You can't stop the waves, but you can learn to surf. — Jon Kabat-Zinn

You can't stop the waves, but you can learn to surf.

Author: Jon Kabat-Zinn

Insight: Life keeps throwing things at us—job losses, heartbreak, health scares, the endless scroll of bad news. We spend so much energy wishing these waves away, bargaining with reality, pretending if we just plan hard enough or worry enough, we can prevent the hard stuff from happening. But that's not really how it works. The waves are coming whether we like it or not. What actually changes everything is shifting from fighting the ocean to learning its rhythm. This isn't about accepting defeat or becoming passive. A surfer doesn't control the waves; she understands them, respects them, times her movements to work with them instead of against them. When anxiety hits, instead of telling yourself you shouldn't feel it, you notice it, let it peak, and ride it out. When failure comes, you don't deny it happened—you figure out what to do next. The radical part? This stance actually gives you more power, not less.

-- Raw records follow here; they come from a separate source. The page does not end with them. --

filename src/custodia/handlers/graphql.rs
use crate::{
    entities::{identity::authenticate, Entities},
    security::SecuritySchema,
};
use async_graphql::http::GraphiQLSource;
use axum::{
    extract::Extension,
    http::{header::AUTHORIZATION, HeaderMap},
    response::{Html, IntoResponse, Json},
};
use tracing::{debug, instrument};

/// Token from `Authorization: Bearer <token>`, if any.
fn bearer(headers: &HeaderMap) -> Option<&str> {
    let value = headers.get(AUTHORIZATION)?.to_str().ok()?;
    let (scheme, token) = value.split_once(' ')?;
    let token = token.trim();
    (scheme.eq_ignore_ascii_case("bearer") && !token.is_empty()).then_some(token)
}

// axum handler for POST /graphql
#[instrument(skip_all)]
pub async fn graphql(
    Extension(schema): Extension<SecuritySchema>,
    Extension(entities): Extension<Entities>,
    headers: HeaderMap,
    Json(request): Json<async_graphql::Request>,
) -> Json<async_graphql::Response> {
    let mut request = request;

    // An unusable token leaves the request anonymous; resolvers decide what
    // that means for each field.
    if let Some(token) = bearer(&headers) {
        match authenticate(&entities, token).await {
            Ok(identity) => request = request.data(identity),
            Err(err) => debug!("Ignoring bearer token: {}", err),
        }
    }

    Json(schema.execute(request).await)
}

// axum handler for GET /graphql
pub async fn graphiql() -> impl IntoResponse {
    Html(GraphiQLSource::build().endpoint("/graphql").finish())
}

#[cfg(test)]
mod tests {
    use super::*;
    use axum::http::HeaderValue;

    #[test]
    fn bearer_extracts_token() {
        let mut headers = HeaderMap::new();
        assert_eq!(bearer(&headers), None);

        headers.insert(AUTHORIZATION, HeaderValue::from_static("Bearer abc.def"));
        assert_eq!(bearer(&headers), Some("abc.def"));

        headers.insert(AUTHORIZATION, HeaderValue::from_static("bearer  abc "));
        assert_eq!(bearer(&headers), Some("abc"));

        headers.insert(AUTHORIZATION, HeaderValue::from_static("Basic Zm9vOmJhcg=="));
        assert_eq!(bearer(&headers), None);

        headers.insert(AUTHORIZATION, HeaderValue::from_static("Bearer "));
        assert_eq!(bearer(&headers), None);
    }
}
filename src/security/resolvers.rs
//! Generic resolver factories parameterized by an entity fetcher.
//!
//! Every admin CRUD field of every entity is one of these five functions
//! closed over a fetcher; failures are wrapped into the response envelope.

use async_graphql::{Context, Json, OutputType, ID};
use serde_json::Value;

use super::envelope::{DeleteResponse, ListResponse, Response, SearchInput};
use crate::entities::{
    filter::{parse_sort, parse_sort_str, parse_where},
    Entities, Entity, EntityError, Identity, ListParams, Listing, Model, Search, User,
};

/// Returns the data accessor for one entity type.
pub type EntityFetcher<M> = fn(&Entities) -> Entity<M>;

pub(crate) fn entities<'a>(ctx: &Context<'a>) -> Result<&'a Entities, EntityError> {
    ctx.data::<Entities>()
        .map_err(|err| EntityError::Internal(format!("entities missing from context: {}", err.message)))
}

pub(crate) fn identity<'a>(ctx: &Context<'a>) -> Option<&'a Identity> {
    ctx.data_opt::<Identity>()
}

/// The signed-in user, required by the current-user fields.
pub(crate) fn current_user<'a>(ctx: &Context<'a>) -> Result<&'a User, EntityError> {
    identity(ctx)
        .and_then(Identity::user)
        .ok_or(EntityError::Unauthorized)
}

/// Require `scope` from the caller.
pub(crate) fn authorize<'a>(ctx: &Context<'a>, scope: &'static str) -> Result<&'a Entities, EntityError> {
    let identity = identity(ctx).ok_or(EntityError::Unauthorized)?;
    if !identity.has_scope(scope) {
        return Err(EntityError::Forbidden(scope));
    }
    entities(ctx)
}

/// Arguments of every `list*` field.
#[derive(Debug, Default)]
pub struct ListArgs {
    pub page: Option<i32>,
    pub per_page: Option<i32>,
    pub filter: Option<Json<Value>>,
    pub sort: Option<Json<Value>>,
    pub search: Option<SearchInput>,
}

impl TryFrom<ListArgs> for ListParams {
    type Error = EntityError;

    fn try_from(args: ListArgs) -> Result<Self, Self::Error> {
        Ok(Self {
            page: args.page.map(i64::from),
            per_page: args.per_page.map(i64::from),
            filter: args
                .filter
                .map_or_else(|| Ok(serde_json::Map::new()), |Json(value)| parse_where(value))?,
            sort: match args.sort {
                Some(Json(Value::Null)) | None => Vec::new(),
                Some(Json(value)) => parse_sort(&value)?,
            },
            search: args.search.map(Search::try_from).transpose()?,
        })
    }
}

async fn get<M: Model>(
    ctx: &Context<'_>,
    fetcher: EntityFetcher<M>,
    id: Option<ID>,
    filter: Option<Json<Value>>,
    sort: Option<String>,
) -> Result<M, EntityError> {
    let entity = fetcher(authorize(ctx, M::SCOPE)?);
    if let Some(id) = id {
        return entity.get(&id).await;
    }
    let filter = filter.map_or_else(|| Ok(serde_json::Map::new()), |Json(value)| parse_where(value))?;
    let sort = sort.as_deref().map(parse_sort_str).transpose()?.unwrap_or_default();
    entity
        .find_one(filter, sort)
        .await?
        .ok_or(EntityError::NotFound(M::NAME))
}

/// Load by `id`, or the first match of `where` in `sort` order.
pub async fn resolve_get<M: Model + OutputType>(
    ctx: &Context<'_>,
    fetcher: EntityFetcher<M>,
    id: Option<ID>,
    filter: Option<Json<Value>>,
    sort: Option<String>,
) -> Response<M> {
    get(ctx, fetcher, id, filter, sort).await.into()
}

async fn list<M: Model>(
    ctx: &Context<'_>,
    fetcher: EntityFetcher<M>,
    args: ListArgs,
) -> Result<Listing<M>, EntityError> {
    let entity = fetcher(authorize(ctx, M::SCOPE)?);
    entity.list(args.try_into()?).await
}

pub async fn resolve_list<M: Model + OutputType>(
    ctx: &Context<'_>,
    fetcher: EntityFetcher<M>,
    args: ListArgs,
) -> ListResponse<M> {
    list(ctx, fetcher, args).await.into()
}

pub async fn resolve_create<M: Model + OutputType>(
    ctx: &Context<'_>,
    fetcher: EntityFetcher<M>,
    data: M::Input,
) -> Response<M> {
    let result = match authorize(ctx, M::SCOPE) {
        Ok(entities) => fetcher(entities).create(data).await,
        Err(err) => Err(err),
    };
    result.into()
}

pub async fn resolve_update<M: Model + OutputType>(
    ctx: &Context<'_>,
    fetcher: EntityFetcher<M>,
    id: ID,
    data: M::Input,
) -> Response<M> {
    let result = match authorize(ctx, M::SCOPE) {
        Ok(entities) => fetcher(entities).update(&id, data).await,
        Err(err) => Err(err),
    };
    result.into()
}

pub async fn resolve_delete<M: Model>(
    ctx: &Context<'_>,
    fetcher: EntityFetcher<M>,
    id: ID,
) -> DeleteResponse {
    let result = match authorize(ctx, M::SCOPE) {
        Ok(entities) => fetcher(entities).delete(&id).await,
        Err(err) => Err(err),
    };
    result.into()
}
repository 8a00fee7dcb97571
use crate::cli::actions::{server, Action};
use anyhow::Result;

/// Execute the provided action.
/// # Errors
/// Returns an error if the action fails.
pub async fn execute(action: Action) -> Result<()> {
    match action {
        Action::Server(args) => server::execute(args).await,
    }
}
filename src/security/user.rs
use async_graphql::{ComplexObject, Context, Json, Object, Result, SimpleObject, ID};
use serde_json::Value;
use sha2::{Digest, Sha256};

use super::{
    envelope::{DeleteResponse, ListResponse, Response, SearchInput},
    resolvers::{
        current_user, entities, resolve_create, resolve_delete, resolve_get, resolve_list,
        resolve_update, EntityFetcher, ListArgs,
    },
    IntoGraphqlError,
};
use crate::entities::{
    Access, CurrentUserInput, Entities, Group, Role, User, UserInput, UserLogin, UserSettings,
};

const USER_FETCHER: EntityFetcher<User> = Entities::users;
const USER_SETTINGS_FETCHER: EntityFetcher<UserSettings> = Entities::user_settings;

/// Effective permissions of a user.
#[derive(Debug, Clone, SimpleObject)]
pub struct UserAccess {
    pub scopes: Vec<String>,
    pub roles: Vec<String>,
    pub full_access: bool,
}

impl From<Access> for UserAccess {
    fn from(access: Access) -> Self {
        Self {
            scopes: access.scopes,
            roles: access.roles,
            full_access: access.full_access,
        }
    }
}

fn full_name(user: &User) -> String {
    [user.first_name.as_deref(), user.last_name.as_deref()]
        .into_iter()
        .flatten()
        .map(str::trim)
        .filter(|part| !part.is_empty())
        .collect::<Vec<_>>()
        .join(" ")
}

pub(crate) fn gravatar_url(email: &str) -> String {
    let digest = Sha256::digest(email.trim().to_lowercase().as_bytes());
    format!("https://www.gravatar.com/avatar/{}", hex::encode(digest))
}

#[ComplexObject]
impl User {
    async fn id(&self) -> ID {
        ID::from(self.id.clone())
    }

    async fn full_name(&self) -> String {
        full_name(self)
    }

    async fn gravatar(&self) -> String {
        gravatar_url(&self.email)
    }

    async fn groups(&self, ctx: &Context<'_>) -> Result<Vec<Group>> {
        let entities = entities(ctx).into_graphql()?;
        entities.groups().get_many(&self.groups).await.into_graphql()
    }

    async fn roles(&self, ctx: &Context<'_>) -> Result<Vec<Role>> {
        let entities = entities(ctx).into_graphql()?;
        entities.roles().get_many(&self.roles).await.into_graphql()
    }

    async fn scopes(&self, ctx: &Context<'_>) -> Result<Vec<String>> {
        Ok(self.access(ctx).await?.scopes)
    }

    async fn access(&self, ctx: &Context<'_>) -> Result<UserAccess> {
        let entities = entities(ctx).into_graphql()?;
        entities
            .access(&self.roles, &self.groups)
            .await
            .map(UserAccess::from)
            .into_graphql()
    }
}

#[ComplexObject]
impl UserSettings {
    async fn data(&self) -> Json<Value> {
        Json(self.data.clone())
    }
}

#[derive(Default)]
pub struct UserQuery;

#[Object]
impl UserQuery {
    /// Get current user
    async fn get_current_user(&self, ctx: &Context<'_>) -> Response<User> {
        let result = match (current_user(ctx), entities(ctx)) {
            (Ok(user), Ok(entities)) => USER_FETCHER(entities).get(&user.id).await,
            (Err(err), _) | (_, Err(err)) => Err(err),
        };
        result.into()
    }

    /// Get settings of current user
    async fn get_current_user_settings(
        &self,
        ctx: &Context<'_>,
        key: String,
    ) -> Result<Option<Json<Value>>> {
        let user = current_user(ctx).into_graphql()?;
        let settings = USER_SETTINGS_FETCHER(entities(ctx).into_graphql()?);
        let data = settings.get_for(&user.id, &key).await.into_graphql()?;
        Ok(data.map(Json))
    }

    /// Get a single user by id or specific search criteria
    async fn get_user(
        &self,
        ctx: &Context<'_>,
        id: Option<ID>,
        #[graphql(name = "where")] filter: Option<Json<Value>>,
        sort: Option<String>,
    ) -> Response<User> {
        resolve_get(ctx, USER_FETCHER, id, filter, sort).await
    }

    /// Get a list of users
    async fn list_users(
        &self,
        ctx: &Context<'_>,
        page: Option<i32>,
        per_page: Option<i32>,
        #[graphql(name = "where")] filter: Option<Json<Value>>,
        sort: Option<Json<Value>>,
        search: Option<SearchInput>,
    ) -> ListResponse<User> {
        let args = ListArgs {
            page,
            per_page,
            filter,
            sort,
            search,
        };
        resolve_list(ctx, USER_FETCHER, args).await
    }
}

#[derive(Default)]
pub struct UserMutation;

#[Object]
impl UserMutation {
    /// Login user
    async fn login_user(
        &self,
        ctx: &Context<'_>,
        username: String,
        #[graphql(secret)] password: String,
        remember: Option<bool>,
    ) -> Response<UserLogin> {
        let result = match entities(ctx) {
            Ok(entities) => {
                USER_FETCHER(entities)
                    .login(&username, &password, remember.unwrap_or_default())
                    .await
            }
            Err(err) => Err(err),
        };
        result.into()
    }

    /// Login user using token
    async fn login_using_token(&self, ctx: &Context<'_>, token: String) -> Response<UserLogin> {
        let result = match entities(ctx) {
            Ok(entities) => USER_FETCHER(entities).login_using_token(&token).await,
            Err(err) => Err(err),
        };
        result.into()
    }

    /// Update current user
    async fn update_current_user(
        &self,
        ctx: &Context<'_>,
        data: CurrentUserInput,
    ) -> Response<User> {
        let result = match (current_user(ctx), entities(ctx)) {
            (Ok(user), Ok(entities)) => USER_FETCHER(entities).update_current(&user.id, data).await,
            (Err(err), _) | (_, Err(err)) => Err(err),
        };
        result.into()
    }

    /// Update settings of current user
    async fn update_current_user_settings(
        &self,
        ctx: &Context<'_>,
        key: String,
        data: Json<Value>,
    ) -> Result<Option<Json<Value>>> {
        let user = current_user(ctx).into_graphql()?;
        let settings = USER_SETTINGS_FETCHER(entities(ctx).into_graphql()?);
        let saved = settings
            .update_for(&user.id, &key, data.0)
            .await
            .into_graphql()?;
        Ok(Some(Json(saved)))
    }

    async fn create_user(&self, ctx: &Context<'_>, data: UserInput) -> Response<User> {
        resolve_create(ctx, USER_FETCHER, data).await
    }

    async fn update_user(&self, ctx: &Context<'_>, id: ID, data: UserInput) -> Response<User> {
        resolve_update(ctx, USER_FETCHER, id, data).await
    }

    async fn delete_user(&self, ctx: &Context<'_>, id: ID) -> DeleteResponse {
        resolve_delete(ctx, USER_FETCHER, id).await
    }
}

#[cfg(test)]
mod tests {
    use super::*;

    #[test]
    fn gravatar_hashes_normalized_email() {
        assert_eq!(gravatar_url(" Ada@Example.com "), gravatar_url("ada@example.com"));
        let url = gravatar_url("ada@example.com");
        let hash = url.trim_start_matches("https://www.gravatar.com/avatar/");
        assert_eq!(hash.len(), 64);
        assert!(hash.chars().all(|ch| ch.is_ascii_hexdigit()));
    }
}
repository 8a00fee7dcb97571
use crate::cli::{
    actions::Action,
    commands::{self, logging},
    dispatch, telemetry,
};
use anyhow::Result;

/// Main entry point for the CLI - builds and returns the Action
///
/// # Errors
///
/// Returns an error if argument parsing, telemetry initialization, or action dispatch fails
pub fn start() -> Result<Action> {
    let matches = commands::new().get_matches();

    let verbosity_level = logging::verbosity_level(
        matches
            .get_one::<u8>(logging::ARG_VERBOSITY)
            .copied()
            .unwrap_or(0),
    );

    telemetry::init(verbosity_level)?;

    dispatch::handler(&matches)
}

The moment you stop exhausting yourself trying to hold back what's inevitable, you free up energy for what you can actually influence—your attention, your values, how you respond. You stop being a rigid board getting smashed and start being someone with skill and flexibility. The waves don't stop. You just become someone who knows how to move with them.

Work with reality, not against it

You can't stop the waves, but you can learn to surf.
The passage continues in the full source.